Posted on:2015-10-30Degree:Ed.DType:Dissertation
University:Teachers College, Columbia UniversityCandidate:Feighery, AnnieFull Text:PDF
GTID:1476390017493870Subject:Behavioral psychology
Abstract/Summary:
On January 12, 2010, a magnitude 7.0 earthquake struck Haiti, causing catastrophic damages that resulted in at least 300,000 dead, 300,000 serious injuries, and 1.8 million homeless. The destruction was so complete that roads were no longer visible. While buildings, roads, power, and other infrastructure have taken years to restore, mobile phone service was restored almost immediately. A communications network based on mobile phone text messages became an innovative and valuable tool for relief.;Within four hours of the earthquake, a crisis map was established, geocoding messages for inclusion in a freely accessible, online database.

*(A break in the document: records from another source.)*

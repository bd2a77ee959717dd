//! Application state for the consultation REST API.
//!
//! Every handler receives the same [`AppState`]: the consultation service
//! and the immutable server configuration, both behind an `Arc`.

use std::sync::Arc;

use ayoos_persistence::core::ConsultationService;

use crate::config::ServerConfig;
use crate::responses::headers::AlertHeaders;

/// Shared application state for the REST API.
///
/// # Type Parameters
///
/// * `S` - The consultation service (must implement [`ConsultationService`])
///
/// # Example
///
/// ```rust,ignore
/// use ayoos_rest::{AppState, ServerConfig};
/// use ayoos_persistence::backends::sqlite::SqliteBackend;
/// use ayoos_persistence::DefaultConsultationService;
/// use std::sync::Arc;
///
/// let backend = SqliteBackend::in_memory()?;
/// backend.init_schema()?;
/// let service = DefaultConsultationService::new(backend.clone(), backend);
/// let state = AppState::new(Arc::new(service), ServerConfig::default());
/// ```
pub struct AppState<S> {
    /// The consultation service.
    service: Arc<S>,

    /// Server configuration.
    config: Arc<ServerConfig>,
}

// S sits behind an Arc and need not be Clone
impl<S> Clone for AppState<S> {
    fn clone(&self) -> Self {
        Self {
            service: Arc::clone(&self.service),
            config: Arc::clone(&self.config),
        }
    }
}

impl<S: ConsultationService> AppState<S> {
    /// Creates a new AppState with the given service and configuration.
    pub fn new(service: Arc<S>, config: ServerConfig) -> Self {
        Self {
            service,
            config: Arc::new(config),
        }
    }

    /// Returns a reference to the consultation service.
    pub fn service(&self) -> &S {
        &self.service
    }

    /// Returns a clone of the service Arc.
    pub fn service_arc(&self) -> Arc<S> {
        Arc::clone(&self.service)
    }

    /// Returns a reference to the server configuration.
    pub fn config(&self) -> &ServerConfig {
        &self.config
    }

    /// Returns the application name used in alert headers.
    pub fn application_name(&self) -> &str {
        &self.config.application_name
    }

    /// Returns whether alert headers carry translation keys.
    pub fn translation_enabled(&self) -> bool {
        self.config.enable_translation
    }

    /// Returns an alert header builder for this application.
    pub fn alerts(&self) -> AlertHeaders {
        AlertHeaders::from_config(&self.config)
    }

    /// Returns the API prefix without a trailing slash.
    pub fn api_prefix(&self) -> String {
        self.config.normalized_api_prefix()
    }

    /// Returns the base URL, without a trailing slash.
    pub fn base_url(&self) -> &str {
        self.config.base_url.trim_end_matches('/')
    }

    /// Returns the default page size.
    pub fn default_page_size(&self) -> usize {
        self.config.default_page_size
    }

    /// Returns the maximum page size.
    pub fn max_page_size(&self) -> usize {
        self.config.max_page_size
    }
}
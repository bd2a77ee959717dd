//! Common test utilities for REST API testing.
//!
//! - SQLite-backed test servers
//! - [`RecordingService`], a service double that records every call

#![allow(dead_code)]

use std::sync::{Arc, Mutex};

use async_trait::async_trait;
use axum_test::TestServer;
use ayoos_persistence::backends::sqlite::SqliteBackend;
use ayoos_persistence::core::{ConsultationService, DefaultConsultationService};
use ayoos_persistence::error::{BackendError, StorageResult};
use ayoos_persistence::types::{ConsultationDto, Page, PageRequest};

use ayoos_rest::{ServerConfig, create_app_with_config};

/// The SQLite-backed service used by the end-to-end tests.
pub type SqliteService = DefaultConsultationService<SqliteBackend, SqliteBackend>;

/// Creates a service over a fresh in-memory database.
pub fn sqlite_service() -> SqliteService {
    let backend = SqliteBackend::in_memory().expect("Failed to create SQLite backend");
    backend.init_schema().expect("Failed to init schema");
    DefaultConsultationService::new(backend.clone(), backend)
}

/// Creates a test server over a fresh in-memory database.
pub fn sqlite_server() -> TestServer {
    sqlite_server_with_config(ServerConfig::for_testing())
}

/// Creates a test server over a fresh in-memory database with `config`.
pub fn sqlite_server_with_config(config: ServerConfig) -> TestServer {
    let app = create_app_with_config(sqlite_service(), config);
    TestServer::new(app).expect("Failed to create test server")
}

/// Creates a test server over the SQLite database file at `path`.
pub fn file_server(path: &std::path::Path) -> TestServer {
    let backend = SqliteBackend::open(path).expect("Failed to open SQLite database");
    backend.init_schema().expect("Failed to init schema");
    let service = DefaultConsultationService::new(backend.clone(), backend);
    let app = create_app_with_config(service, ServerConfig::for_testing());
    TestServer::new(app).expect("Failed to create test server")
}

/// Service double that records calls and answers from canned data.
#[derive(Clone, Default)]
pub struct RecordingService {
    /// Names of the operations called, in order.
    pub calls: Arc<Mutex<Vec<String>>>,
    /// Records returned by `find_all` and `search`, in this order.
    pub records: Vec<ConsultationDto>,
    /// Total element count reported by `find_all` and `search`.
    pub total: u64,
    /// Fail every operation with a backend error.
    pub fail: bool,
}

impl RecordingService {
    /// Returns the recorded call names.
    pub fn calls(&self) -> Vec<String> {
        self.calls.lock().unwrap().clone()
    }

    fn record(&self, call: &str) -> StorageResult<()> {
        self.calls.lock().unwrap().push(call.to_string());
        if self.fail {
            return Err(BackendError::Unavailable {
                backend_name: "recording".to_string(),
                message: "offline".to_string(),
            }
            .into());
        }
        Ok(())
    }

    fn page(&self, request: &PageRequest) -> Page<ConsultationDto> {
        Page::new(self.records.clone(), request, self.total)
    }
}

#[async_trait]
impl ConsultationService for RecordingService {
    fn backend_name(&self) -> String {
        "recording".to_string()
    }

    async fn save(&self, dto: ConsultationDto) -> StorageResult<ConsultationDto> {
        self.record("save")?;
        Ok(ConsultationDto {
            id: Some(dto.id.unwrap_or(1)),
            ..dto
        })
    }

    async fn find_all(&self, request: &PageRequest) -> StorageResult<Page<ConsultationDto>> {
        self.record("find_all")?;
        Ok(self.page(request))
    }

    async fn find_one(&self, _id: i64) -> StorageResult<Option<ConsultationDto>> {
        self.record("find_one")?;
        Ok(None)
    }

    async fn delete(&self, _id: i64) -> StorageResult<()> {
        self.record("delete")
    }

    async fn search(
        &self,
        query: &str,
        request: &PageRequest,
    ) -> StorageResult<Page<ConsultationDto>> {
        self.record(&format!("search:{}", query))?;
        Ok(self.page(request))
    }
}

/// Creates a test server over `service`.
pub fn recording_server(service: RecordingService) -> TestServer {
    let app = create_app_with_config(service, ServerConfig::for_testing());
    TestServer::new(app).expect("Failed to create test server")
}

Over the next three months, over 3,600 messages would be translated, mapped, and coded with labels indicating the messages' actionable topics. This undertaking involved over 2,000 online volunteers from around the world. Analyzing and evaluating what happened, what worked, and what went wrong from a programmatic perspective is critical for the future use of crisis maps in disasters and for the future integration of new technologies into large bureaucratic entities.;The purpose of this study was to investigate the diffusion of a novel innovation; analyze aspects of the maps' deployment that limited success; and posit solutions for improving crisis mapping in natural disasters. The manuscript comprises three papers, beginning with a review of literature and emerging tools for social media and health promotion. The second paper developed an automated algorithm to code the need expressed in texts and compared its reliability to the actual human-derived codes. The findings suggest that automated algorithms can enhance speed of response and overcome human biases. The result is improved situational awareness. Algorithm codes revealed a pattern of message topics, which transitioned from emergency needs, including finding missing persons, to health infrastructure requests, primarily for food and water. The third paper employed a social capital framework to understand the system users' intents. The findings revealed that individuals far outnumbered aid organizations in users of the system. Also whereas the traditional rapid analysis takes six weeks, the messages revealed real-time needs. These findings suggest that machine coding methodology could increase accuracy of situational analysis and speed response in future disasters.